Adoptive immunotherapy using ex vivo cultured tumour-infiltrating lymphocytes (TIL) has shown great promise as a form of cancer therapy for relatively immunogenic cancers such as melanoma. However, it is difficult to isolate TILs specific for a tumour antigen in the majority of malignancies. An alternate source of tumour-specific lymphocytes can be derived by genetic modification of autologous T lymphocytes with chimeric antigen receptors (CAR), conferring antigen specificity in a major histocompatability complex (MHC) independent manner. While CAR-expressing CD8+ T lymphocytes have shown to be effective in adoptive immunotherapy, recent evidence has suggested that a concerted effort between multiple immune subsets may enhance the anti-tumour response. However, due to current limitations in genetic modification, the ability of many leukocytes to perform anti-tumour effector functions when expressing a CAR has yet to be explored.

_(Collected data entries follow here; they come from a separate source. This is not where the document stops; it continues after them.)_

/// Disk persistence layer backed by redb.
///
/// Uses a single redb database file with two tables:
/// - `snapshots`: stores serialized `HistorySnapshot` entries keyed by `"{doc_id}#{seq:020}"`
/// - `meta`: stores per-document metadata keyed by `doc_id`
use std::path::Path;
use std::sync::Arc;

use anyhow::{Context, Result};
use chrono::Utc;
use redb::{Database, ReadableDatabase, ReadableTable, TableDefinition, WriteTransaction};

use crate::log::HistoryLog;
use crate::snapshot::HistorySnapshot;

/// Snapshot table: composite string key → bincode-serialized HistorySnapshot.
const SNAPSHOT_TABLE: TableDefinition<&str, &[u8]> = TableDefinition::new("snapshots");

/// Metadata table: doc_id → bincode-serialized DocumentMeta.
const META_TABLE: TableDefinition<&str, &[u8]> = TableDefinition::new("meta");

/// Per-document metadata persisted alongside the snapshots.
#[derive(Debug, serde::Serialize, serde::Deserialize)]
struct DocumentMeta {
    cursor: Option<u64>,
    saved_at: i64,
}

/// Formats a snapshot table key from doc_id and position in the log.
///
/// The position is zero-padded to 20 digits to ensure correct
/// lexicographic ordering in the B-tree.
fn snapshot_key(doc_id: &str, seq: u64) -> String {
    format!("{doc_id}#{seq:020}")
}

/// Returns the exclusive range bounds for all snapshots of a document.
///
/// Uses `#` as separator and `$` (one ASCII codepoint above `#`) as the
/// exclusive upper bound, ensuring the range captures exactly the entries
/// for the given doc_id.
fn doc_range(doc_id: &str) -> (String, String) {
    let start = format!("{doc_id}#");
    let end = format!("{doc_id}$");
    (start, end)
}

/// Removes every snapshot of `doc_id` inside an open write transaction.
fn remove_snapshots(write_txn: &WriteTransaction, doc_id: &str) -> Result<usize> {
    let mut table = write_txn
        .open_table(SNAPSHOT_TABLE)
        .context("Failed to open snapshot table")?;

    let (start, end) = doc_range(doc_id);
    let keys_to_remove: Vec<String> = table
        .range::<&str>(start.as_str()..end.as_str())
        .context("Failed to range query snapshot table")?
        .filter_map(|entry| entry.ok().map(|(k, _)| k.value().to_string()))
        .collect();

    for key in &keys_to_remove {
        table
            .remove(key.as_str())
            .context("Failed to remove snapshot")?;
    }
    Ok(keys_to_remove.len())
}

/// Persistence layer for canvas history backed by redb.
///
/// Thread-safe: redb supports concurrent readers and serialized writers.
/// Shared across documents via `Arc<HistoryStore>`.
pub struct HistoryStore {
    db: Database,
}

impl std::fmt::Debug for HistoryStore {
    fn fmt(&self, f: &mut std::fmt::Formatter<'_>) -> std::fmt::Result {
        f.debug_struct("HistoryStore").finish()
    }
}

impl HistoryStore {
    /// Opens or creates the history database in the given directory.
    ///
    /// Creates the directory and database file if they don't exist.
    /// Initializes tables on first use.
    ///
    /// # Errors
    ///
    /// Returns an error if the directory cannot be created or the database
    /// cannot be opened.
    pub fn open(data_dir: &Path) -> Result<Arc<Self>> {
        std::fs::create_dir_all(data_dir)
            .with_context(|| format!("Failed to create data directory: {}", data_dir.display()))?;

        let db_path = data_dir.join("history.redb");
        let db = Database::create(&db_path)
            .with_context(|| format!("Failed to open history database: {}", db_path.display()))?;

        // Ensure tables exist
        let write_txn = db
            .begin_write()
            .context("Failed to begin initial write transaction")?;
        {
            let _ = write_txn
                .open_table(SNAPSHOT_TABLE)
                .context("Failed to create snapshot table")?;
            let _ = write_txn
                .open_table(META_TABLE)
                .context("Failed to create meta table")?;
        }
        write_txn
            .commit()
            .context("Failed to commit initial transaction")?;

        Ok(Arc::new(Self { db }))
    }

    /// Replaces the stored history of a document with `log`.
    ///
    /// Snapshots and cursor are written in one transaction, so a reader
    /// never sees a cursor pointing past the stored entries.
    ///
    /// # Errors
    ///
    /// Returns an error if serialization or the write transaction fails.
    pub fn write_log(&self, doc_id: &str, log: &HistoryLog) -> Result<()> {
        let meta = DocumentMeta {
            cursor: log.cursor().map(|c| c as u64),
            saved_at: Utc::now().timestamp_millis(),
        };
        let meta_bytes =
            bincode::serialize(&meta).context("Failed to serialize document metadata")?;

        let write_txn = self
            .db
            .begin_write()
            .context("Failed to begin write transaction")?;
        remove_snapshots(&write_txn, doc_id)?;
        {
            let mut table = write_txn
                .open_table(SNAPSHOT_TABLE)
                .context("Failed to open snapshot table")?;
            for (seq, snapshot) in log.entries().enumerate() {
                let key = snapshot_key(doc_id, seq as u64);
                let bytes = bincode::serialize(snapshot).context("Failed to serialize snapshot")?;
                table
                    .insert(key.as_str(), bytes.as_slice())
                    .context("Failed to insert snapshot")?;
            }
        }
        {
            let mut meta_table = write_txn
                .open_table(META_TABLE)
                .context("Failed to open meta table")?;
            meta_table
                .insert(doc_id, meta_bytes.as_slice())
                .context("Failed to insert metadata")?;
        }
        write_txn
            .commit()
            .context("Failed to commit write transaction")?;
        Ok(())
    }

    /// Reads a document's history back into a log of the given capacity.
    ///
    /// Returns `None` if no history exists for this document.
    ///
    /// # Errors
    ///
    /// Returns an error if the read transaction or deserialization fails.
    pub fn read_log(&self, doc_id: &str, capacity: usize) -> Result<Option<HistoryLog>> {
        let read_txn = self
            .db
            .begin_read()
            .context("Failed to begin read transaction")?;

        let meta_table = read_txn
            .open_table(META_TABLE)
            .context("Failed to open meta table")?;
        let meta: DocumentMeta = match meta_table.get(doc_id).context("Failed to read metadata")? {
            Some(guard) => bincode::deserialize(guard.value())
                .context("Failed to deserialize metadata")?,
            None => return Ok(None),
        };

        let table = read_txn
            .open_table(SNAPSHOT_TABLE)
            .context("Failed to open snapshot table")?;
        let (start, end) = doc_range(doc_id);
        let mut entries = Vec::new();
        for entry in table
            .range::<&str>(start.as_str()..end.as_str())
            .context("Failed to range query snapshot table")?
        {
            let (_, value_guard) = entry.context("Failed to read snapshot entry")?;
            let snapshot: HistorySnapshot = bincode::deserialize(value_guard.value())
                .context("Failed to deserialize snapshot")?;
            entries.push(snapshot);
        }

        let cursor = meta.cursor.map(|c| c as usize);
        Ok(Some(HistoryLog::from_parts(capacity, entries, cursor)))
    }

    /// Counts the snapshots stored for a document.
    ///
    /// # Errors
    ///
    /// Returns an error if the read transaction fails.
    pub fn count_snapshots(&self, doc_id: &str) -> Result<usize> {
        let read_txn = self
            .db
            .begin_read()
            .context("Failed to begin read transaction")?;
        let table = read_txn
            .open_table(SNAPSHOT_TABLE)
            .context("Failed to open snapshot table")?;

        let (start, end) = doc_range(doc_id);
        let count = table
            .range::<&str>(start.as_str()..end.as_str())
            .context("Failed to range query for count")?
            .count();

        Ok(count)
    }

    /// Removes all snapshots and metadata for a document.
    ///
    /// # Errors
    ///
    /// Returns an error if the write transaction fails.
    pub fn delete_document(&self, doc_id: &str) -> Result<()> {
        let write_txn = self
            .db
            .begin_write()
            .context("Failed to begin write transaction")?;
        remove_snapshots(&write_txn, doc_id)?;
        {
            let mut meta_table = write_txn
                .open_table(META_TABLE)
                .context("Failed to open meta table")?;
            let _ = meta_table.remove(doc_id);
        }
        write_txn.commit().context("Failed to commit deletion")?;
        Ok(())
    }

    /// Removes every document whose id starts with `prefix`.
    ///
    /// Returns the number of documents removed.
    ///
    /// # Errors
    ///
    /// Returns an error if listing or deletion fails.
    pub fn delete_documents_with_prefix(&self, prefix: &str) -> Result<usize> {
        let doomed: Vec<String> = self
            .list_documents()?
            .into_iter()
            .filter(|id| id.starts_with(prefix))
            .collect();

        for doc_id in &doomed {
            self.delete_document(doc_id)?;
        }
        Ok(doomed.len())
    }

    /// Removes the history of every player canvas. Drafts are kept.
    pub fn clear_canvas_documents(&self) -> Result<usize> {
        let removed = self.delete_documents_with_prefix(crate::config::CANVAS_DOC_PREFIX)?;
        tracing::debug!(removed, "Cleared canvas histories");
        Ok(removed)
    }

    /// Lists all document IDs that have stored metadata.
    ///
    /// # Errors
    ///
    /// Returns an error if the read transaction fails.
    pub fn list_documents(&self) -> Result<Vec<String>> {
        let read_txn = self
            .db
            .begin_read()
            .context("Failed to begin read transaction")?;
        let table = read_txn
            .open_table(META_TABLE)
            .context("Failed to open meta table")?;

        let mut doc_ids = Vec::new();
        for entry in table.iter().context("Failed to iterate meta table")? {
            let (key_guard, _) = entry.context("Failed to read meta entry")?;
            doc_ids.push(key_guard.value().to_string());
        }
        Ok(doc_ids)
    }
}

To address this issue, we generated a novel mouse model in which the expression of a CAR specific for the Her2 antigen was driven by the pan-hematopoietic promoter, vav. In our Vav-CAR mouse model, we demonstrate that multiple immune subsets are capable of expressing a functional CAR, and mediate antigen specific responses through cytokine release and cytotoxicity. Adoptive transfer of activated CAR T cells into tumour-bearing wild-type mice mediated significant inhibition of established tumours. Furthermore, upon tumour challenge, naïve Vav-CAR mice are able to mount an effective anti-tumour response upon recognition of the Her2 antigen, without any prior immunisation or activation, and this tumour rejection was dependent on the presence of both Natural Killer cells and CD8+ T cells. In ongoing studies, we plan to elucidate the ability of other leukocytes to mediate anti-tumour activity when expressing a CAR, and to elucidate the optimal combination of CAR expressing leukocytes for adoptive immunotherapy.